April 30th, 2015 Posted in Headlines By Karen Hogan

Long known throughout the sports-venue community for the CrossFire and Blaze systems, Click Effects showcased something new at NAB 2015: a way to connect them. With Master Controller, venue operators with multiple CrossFire and Blaze systems can combine them under a single user interface. SVG caught up with Click Effects founder/President Cliff Wight to discuss what Master Controller can do and how it will simplify graphics workflows in venues, along with the company’s recent expansion in the Asian market.

Tell me a little bit about the Master Controller.
The Master Controller [manages] all of our servers and technology. In the past, for the Philadelphia Eagles, [which] have 11 Blaze systems and 14 CrossFires, working them all together and having to load content [required treating] them as individual machines. The Master Controller completely takes away the concept of, there’s a rack full of equipment in the back [controlling the systems individually]. It’s just one user interface that has all of the boards and all the video that pop up at the master-control level, so the operator just deals with one user interface, or multiple depending on the logistics of their organization. They can have custom profiles. [For example], the Eagles can have a profile for game day and another profile for corporate day, [when] they don’t need to fire all the boards. They have another profile that shows only the boards they’re going to use for a corporate event and things like that, so it’s a much more consolidated user interface. It ties the complexity of multiple systems in the background, and it gives so much more flexibility and its synchronicity.

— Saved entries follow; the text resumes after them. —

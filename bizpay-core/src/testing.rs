//! Builders for signed callbacks and a scripted order lookup.
//!
//! Compiled for this crate's tests and for dependents enabling the
//! `testing` feature.

#![allow(clippy::unwrap_used, clippy::expect_used)]

use std::sync::atomic::{AtomicUsize, Ordering};

use async_trait::async_trait;
use bizpay_sdk::Signer;
use bizpay_sdk::config::ProjectToken;
use bizpay_sdk::objects::{
    AuthoritativeOrder, CallbackPayload, ExtraData, FieldValue, OrderFields, OrderInfoResponse,
    ResponseCode, keys,
};
use bizpay_sdk::signature::SignatureDomain;
use serde_json::json;

use crate::lookup::{LookupError, OrderLookup};

pub const PROJECT_TOKEN: &str = "ypBrkdtM407veJuj1BVGKVmo7x8WsEL5";

pub fn signer() -> Signer {
    Signer::new(ProjectToken::new(PROJECT_TOKEN).unwrap())
}

/// A completed, non-recharge order as the gateway stores it.
pub fn authoritative_order() -> AuthoritativeOrder {
    AuthoritativeOrder {
        paygate: FieldValue::from("atm"),
        total_payment: FieldValue::from(80000),
        status: FieldValue::from(3),
        order_id: FieldValue::from(13132),
        order_id_client: FieldValue::from("Event-1578367492-2703"),
        vid: FieldValue::from("phuong"),
        recharge: FieldValue::from(0),
        created_order_date: FieldValue::from("2020-01-07 10:25:00"),
        extra_data: Some(ExtraData {
            coupons_discount: json!([{"code": "SALE/10", "amount": 10000}]),
            mybizfly_discount: json!({"point": 0, "amount": 0}),
            payment_gate_discount: FieldValue::from("0"),
            payment_gate_fees: FieldValue::from("1500"),
            secure_hash_extra: None,
        }),
    }
}

/// Callback fields that agree with `order`, as text the way a query string
/// delivers them.
pub fn callback_fields(order: &AuthoritativeOrder) -> OrderFields {
    bizpay_sdk::objects::OrderField::ALL
        .into_iter()
        .map(|field| {
            (
                field.callback_key().to_owned(),
                FieldValue::from(order.field(field).canonical().into_owned()),
            )
        })
        .collect()
}

/// Builds a callback whose every signature is valid for its own contents.
#[derive(Debug, Clone)]
pub struct CallbackBuilder {
    fields: OrderFields,
    extra: Option<ExtraData>,
    special: Option<OrderFields>,
}

impl CallbackBuilder {
    pub fn matching(order: &AuthoritativeOrder) -> Self {
        Self {
            fields: callback_fields(order),
            extra: order.extra_data.clone(),
            special: Some(
                OrderFields::new()
                    .with("bank_code", "VCB")
                    .with(keys::ORDER_ID_CLIENT, order.order_id_client.clone())
                    .with("paid_at", "2020-01-07 10:25:27"),
            ),
        }
    }

    pub fn set(mut self, key: &str, value: &str) -> Self {
        self.fields.insert(key, value);
        self
    }

    pub fn extra(mut self, extra: ExtraData) -> Self {
        self.extra = Some(extra);
        self
    }

    pub fn without_extra(mut self) -> Self {
        self.extra = None;
        self
    }

    pub fn without_special(mut self) -> Self {
        self.special = None;
        self
    }

    /// Signed `key=value` parameters as they arrive on the wire.
    pub fn params(self, signer: &Signer) -> Vec<(String, String)> {
        let fields = self.fields;
        let mut params: Vec<(String, String)> = fields
            .iter()
            .map(|(key, value)| (key.to_owned(), value.canonical().into_owned()))
            .collect();

        let secure_hash = signer
            .sign_fields(SignatureDomain::Primary, &fields, &fields)
            .unwrap();
        params.push((keys::SECURE_HASH.to_owned(), secure_hash));

        if let Some(mut extra) = self.extra {
            extra.secure_hash_extra = Some(
                signer
                    .sign_fields(SignatureDomain::ExtraData, &extra.to_fields(), &fields)
                    .unwrap(),
            );
            params.push((
                keys::EXTRA_DATA.to_owned(),
                serde_json::to_string(&extra).unwrap(),
            ));
        }

        if let Some(special) = self.special {
            let hash = signer
                .sign_fields(SignatureDomain::SpecialData, &special, &special)
                .unwrap();
            let special = special.with(keys::SECURE_HASH_SPECIAL, hash);
            params.push((
                keys::SPECIAL_DATA.to_owned(),
                serde_json::to_string(&special).unwrap(),
            ));
        }

        params
    }

    pub fn build(self, signer: &Signer) -> CallbackPayload {
        CallbackPayload::from_params(self.params(signer))
    }
}

/// Scripted lookup behavior.
#[derive(Debug, Clone)]
pub enum FakeResponse {
    Respond(OrderInfoResponse),
    Fail(String),
    /// Never answers.
    Hang,
}

/// In-memory [`OrderLookup`] that counts how often it is asked.
#[derive(Debug)]
pub struct FakeLookup {
    response: FakeResponse,
    calls: AtomicUsize,
}

impl FakeLookup {
    pub fn new(response: FakeResponse) -> Self {
        Self {
            response,
            calls: AtomicUsize::new(0),
        }
    }

    /// Answers with `order` and a completed response code.
    pub fn completed(order: AuthoritativeOrder) -> Self {
        Self::responding(ResponseCode::Completed, Some(order))
    }

    pub fn responding(rsp_code: ResponseCode, order_info: Option<AuthoritativeOrder>) -> Self {
        Self::new(FakeResponse::Respond(OrderInfoResponse {
            rsp_code,
            order_info,
            message: None,
        }))
    }

    pub fn calls(&self) -> usize {
        self.calls.load(Ordering::SeqCst)
    }
}

#[async_trait]
impl OrderLookup for FakeLookup {
    async fn fetch_order(&self, _order_id_client: &str) -> Result<OrderInfoResponse, LookupError> {
        self.calls.fetch_add(1, Ordering::SeqCst);
        match &self.response {
            FakeResponse::Respond(response) => Ok(response.clone()),
            FakeResponse::Fail(reason) => Err(LookupError::Unavailable(reason.clone())),
            FakeResponse::Hang => std::future::pending().await,
        }
    }
}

Were many customers looking for this single-interface functionality, or were you anticipating a need?
We were more anticipating a need because, when our systems were first developed six or seven years ago, we didn’t really anticipate [that people would buy multiple systems]. Before., we were selling one and two Blazes; now we’ve sold 11 to the Philadelphia Eagles. We thought, wait a minute, we’re putting so many [systems] out there, we need to find a better way to control them. We see the industry is just blowing up: the boards are getting bigger, and [there are] more of them in a venue. So, if we can find a way to control them a lot more easily using our current technology — by putting a frontend on it to simplify and spearhead everything — that’s where we got the idea to do that.

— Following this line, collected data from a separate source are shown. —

use bizpay_sdk::objects::{OrderFields, PaymentGateRedirect, keys};
use bizpay_sdk::signature::{MissingField, SignatureDomain};
use tracing::{debug, warn};

use super::{Acceptance, CallbackVerifier, RejectReason, VerificationOutcome};

impl<L> CallbackVerifier<L> {
    /// Check the redirect the gateway issues after the customer picks a
    /// payment gate.
    ///
    /// `hashKey` must equal `md5(link + project_token)`.
    pub fn verify_payment_gate_link(&self, redirect: &PaymentGateRedirect) -> VerificationOutcome {
        match self.check_payment_gate_link(redirect) {
            Ok(acceptance) => {
                debug!(link = ?redirect.link, "Payment gate link verified");
                VerificationOutcome::accepted(acceptance, self.locale)
            }
            Err(reason) => {
                debug!(reason = reason.code(), "Payment gate link rejected");
                VerificationOutcome::rejected(reason, self.locale)
            }
        }
    }

    fn check_payment_gate_link(
        &self,
        redirect: &PaymentGateRedirect,
    ) -> Result<Acceptance, RejectReason> {
        let missing = |field: &'static str| RejectReason::MalformedPayload { field };
        redirect.rsp_code.as_ref().ok_or(missing(keys::RSP_CODE))?;
        let hash_key = redirect.hash_key.as_deref().ok_or(missing(keys::HASH_KEY))?;
        let link = redirect.link.as_deref().ok_or(missing(keys::LINK))?;

        let fields = OrderFields::new().with(keys::LINK, link);
        let valid = self
            .signer
            .verify_fields(SignatureDomain::PaymentGateLink, &fields, &fields, hash_key)
            .map_err(|MissingField(field)| missing(field))?;
        if !valid {
            warn!(link, "Payment gate link hash mismatch");
            return Err(RejectReason::PaymentGateLinkMismatch);
        }
        Ok(Acceptance::PaymentGateLink)
    }
}
//! Signal handling for graceful shutdown.

use tokio::signal::unix::{SignalKind, signal};

/// Creates a future that completes when a shutdown signal is received.
///
/// Listens for SIGTERM and SIGINT (Ctrl+C). A handler that cannot be
/// installed is logged and never fires.
pub async fn shutdown_signal() {
    let sigint = async {
        if let Err(e) = tokio::signal::ctrl_c().await {
            tracing::error!(error = %e, "Failed to install SIGINT handler");
            std::future::pending::<()>().await;
        }
    };
    let sigterm = async {
        match signal(SignalKind::terminate()) {
            Ok(mut sigterm) => {
                sigterm.recv().await;
            }
            Err(e) => {
                tracing::error!(error = %e, "Failed to install SIGTERM handler");
                std::future::pending::<()>().await;
            }
        }
    };

    tokio::select! {
        _ = sigterm => {
            tracing::info!("Received SIGTERM, initiating graceful shutdown");
        }
        _ = sigint => {
            tracing::info!("Received SIGINT, initiating graceful shutdown");
        }
    }
}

Also, we can sell either a single-channel or a dual-channel CrossFire. In the past, if somebody said I need eight channels of CrossFire, we’d have to go, OK, that means we have to sell you four dual-channel boxes. Now we just look at it as channels. How many channels do you want? You want eight channels? We’ll sell you a Master Controller, and we’ll put some computers in the rack so [you] don’t have to think about it as separate computers. It’s all basically built to get the user interface fast so it’s a lot easier for the customer.

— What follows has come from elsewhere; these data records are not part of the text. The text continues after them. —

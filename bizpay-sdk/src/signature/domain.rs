//! Signature domains and the per-domain contract carried as data.

use crate::objects::keys;

/// One of the independent signature contracts of the BizPay protocol.
///
/// Each variant fixes the fields it signs (and their order), how its secret
/// is derived and which hash scheme produces the final string. The field
/// order is part of the wire contract.
#[derive(Debug, Clone, Copy, PartialEq, Eq, Hash)]
pub enum SignatureDomain {
    /// `secure_hash` on order callbacks.
    Primary,
    /// `secure_hash_extra` inside the `extraData` block.
    ExtraData,
    /// `secure_hash_special` inside the `specialData` block.
    SpecialData,
    /// `hashKey` on gateway-selection redirects.
    PaymentGateLink,
    /// `secret_key` on outbound order requests.
    OrderRequest,
}

/// How a single field is rendered into the canonical string.
#[derive(Debug, Clone, Copy, PartialEq, Eq)]
pub enum Encoding {
    /// Canonical text of the value; the field must be present and non-null.
    Text,
    /// Canonical JSON of the value; null is allowed and renders as `null`.
    Json,
}

#[derive(Debug, Clone, Copy, PartialEq, Eq)]
pub struct FieldSpec {
    pub name: &'static str,
    pub encoding: Encoding,
    /// Rendered when the field is absent instead of failing.
    pub fallback: Option<&'static str>,
}

impl FieldSpec {
    const fn text(name: &'static str) -> Self {
        Self {
            name,
            encoding: Encoding::Text,
            fallback: None,
        }
    }

    const fn json(name: &'static str) -> Self {
        Self {
            name,
            encoding: Encoding::Json,
            fallback: None,
        }
    }

    const fn or(self, fallback: &'static str) -> Self {
        Self {
            fallback: Some(fallback),
            ..self
        }
    }
}

#[derive(Debug, Clone, Copy, PartialEq, Eq)]
pub enum FieldLayout {
    /// Values of the listed fields concatenated without separators.
    Concat(&'static [FieldSpec]),
    /// All fields except `exclude`, sorted by key, joined as `k=v&k=v`.
    SortedPairs { exclude: &'static str },
}

/// Input the secret is derived from.
#[derive(Debug, Clone, Copy, PartialEq, Eq)]
pub enum KeyMaterial {
    ProjectToken,
    /// The callback's top-level `total_payment`.
    TotalPayment,
}

#[derive(Debug, Clone, Copy, PartialEq, Eq)]
pub enum SecretRule {
    Raw(KeyMaterial),
    /// `hex(md5(material + salt))`
    Md5Salted {
        material: KeyMaterial,
        salt: &'static str,
    },
}

#[derive(Debug, Clone, Copy, PartialEq, Eq)]
pub enum HashScheme {
    /// `hex(HMAC-SHA256(key = secret, msg = hex(md5(canonical))))`
    HmacSha256OverMd5,
    /// `hex(md5(canonical + secret))`
    Md5WithSecretSuffix,
}

const PRIMARY_FIELDS: &[FieldSpec] = &[
    FieldSpec::text(keys::ORDER_ID),
    FieldSpec::text(keys::CREATED_ORDER_DATE),
    FieldSpec::text(keys::TOTAL_PAYMENT),
    FieldSpec::text(keys::ORDER_ID_CLIENT),
    FieldSpec::text(keys::ACCOUNT_ID),
    FieldSpec::text(keys::RECHARGE),
];

const EXTRA_DATA_FIELDS: &[FieldSpec] = &[
    FieldSpec::json(keys::COUPONS_DISCOUNT),
    FieldSpec::json(keys::LOYALTY_DISCOUNT),
    FieldSpec::text(keys::PAYMENT_GATE_DISCOUNT),
    FieldSpec::text(keys::PAYMENT_GATE_FEES),
];

const PAYMENT_GATE_LINK_FIELDS: &[FieldSpec] = &[FieldSpec::text(keys::LINK)];

const ORDER_REQUEST_FIELDS: &[FieldSpec] = &[
    FieldSpec::text(keys::ORDER_ID),
    FieldSpec::text(keys::ORDER_VALUE),
    FieldSpec::text(keys::PROJECT_TOKEN),
    FieldSpec::text(keys::RECHARGE).or("0"),
];

const PRIMARY_SALT: &str = "@paybizfly";
const EXTRA_DATA_SALT: &str = "@#!$o9iEC29LjDvB1WI";
const ORDER_REQUEST_SALT: &str = "@vcpay";

impl SignatureDomain {
    pub const ALL: [SignatureDomain; 5] = [
        SignatureDomain::Primary,
        SignatureDomain::ExtraData,
        SignatureDomain::SpecialData,
        SignatureDomain::PaymentGateLink,
        SignatureDomain::OrderRequest,
    ];

    pub const fn layout(self) -> FieldLayout {
        match self {
            SignatureDomain::Primary => FieldLayout::Concat(PRIMARY_FIELDS),
            SignatureDomain::ExtraData => FieldLayout::Concat(EXTRA_DATA_FIELDS),
            SignatureDomain::SpecialData => FieldLayout::SortedPairs {
                exclude: keys::SECURE_HASH_SPECIAL,
            },
            SignatureDomain::PaymentGateLink => FieldLayout::Concat(PAYMENT_GATE_LINK_FIELDS),
            SignatureDomain::OrderRequest => FieldLayout::Concat(ORDER_REQUEST_FIELDS),
        }
    }

    pub const fn secret_rule(self) -> SecretRule {
        match self {
            SignatureDomain::Primary => SecretRule::Md5Salted {
                material: KeyMaterial::TotalPayment,
                salt: PRIMARY_SALT,
            },
            SignatureDomain::ExtraData => SecretRule::Md5Salted {
                material: KeyMaterial::TotalPayment,
                salt: EXTRA_DATA_SALT,
            },
            SignatureDomain::SpecialData | SignatureDomain::PaymentGateLink => {
                SecretRule::Raw(KeyMaterial::ProjectToken)
            }
            SignatureDomain::OrderRequest => SecretRule::Md5Salted {
                material: KeyMaterial::ProjectToken,
                salt: ORDER_REQUEST_SALT,
            },
        }
    }

    pub const fn hash_scheme(self) -> HashScheme {
        match self {
            SignatureDomain::PaymentGateLink => HashScheme::Md5WithSecretSuffix,
            _ => HashScheme::HmacSha256OverMd5,
        }
    }

    /// Name of the field that carries this domain's signature on the wire.
    pub const fn signature_field(self) -> &'static str {
        match self {
            SignatureDomain::Primary => keys::SECURE_HASH,
            SignatureDomain::ExtraData => keys::SECURE_HASH_EXTRA,
            SignatureDomain::SpecialData => keys::SECURE_HASH_SPECIAL,
            SignatureDomain::PaymentGateLink => keys::HASH_KEY,
            SignatureDomain::OrderRequest => "secret_key",
        }
    }
}

impl std::fmt::Display for SignatureDomain {
    fn fmt(&self, f: &mut std::fmt::Formatter<'_>) -> std::fmt::Result {
        match self {
            SignatureDomain::Primary => write!(f, "primary"),
            SignatureDomain::ExtraData => write!(f, "extra_data"),
            SignatureDomain::SpecialData => write!(f, "special_data"),
            SignatureDomain::PaymentGateLink => write!(f, "payment_gate_link"),
            SignatureDomain::OrderRequest => write!(f, "order_request"),
        }
    }
}

#[cfg(test)]
mod tests {
    use super::*;

    #[test]
    fn test_primary_field_order_is_fixed() {
        let FieldLayout::Concat(fields) = SignatureDomain::Primary.layout() else {
            panic!("primary domain must concatenate");
        };
        let names: Vec<_> = fields.iter().map(|f| f.name).collect();
        assert_eq!(
            names,
            [
                "order_id",
                "created_order_date",
                "total_payment",
                "order_id_client",
                "vid",
                "recharge"
            ]
        );
    }

    #[test]
    fn test_every_domain_has_distinct_signature_field() {
        let mut seen = std::collections::HashSet::new();
        for domain in SignatureDomain::ALL {
            assert!(seen.insert(domain.signature_field()), "{domain}");
        }
    }
}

You’ve been expanding quite a bit in South Korea and Japan. What does expansion mean for Click Effects?
It just means more global exposure for us and bringing technology to markets that didn’t have it in the past. Obviously, they’ve had baseball in Japan and Korea for many years, and they have videoboards, but their technology is very limited. We kind of joke a little bit around the company because almost everybody we talk to in Korea and Japan wants everything to be like the Los Angeles Dodgers, and so they look at Click Effects as a vehicle to get there. Because anybody can put up videoboards, but how do you control them? How do you interface them with the stats? How do people that are not very experienced in [creating] nice player headshots and graphic elements [accomplish that]? And that’s the core of our system. We already had Opening Day at the Rakuten Eagles, which is the first team in Japan to do that, and we just got a report from Panasonic Japan that they already have five other teams interested. That’s only been two weeks after Opening Day, so, even though Japan’s not a big market, it’s a springboard into other Asian markets.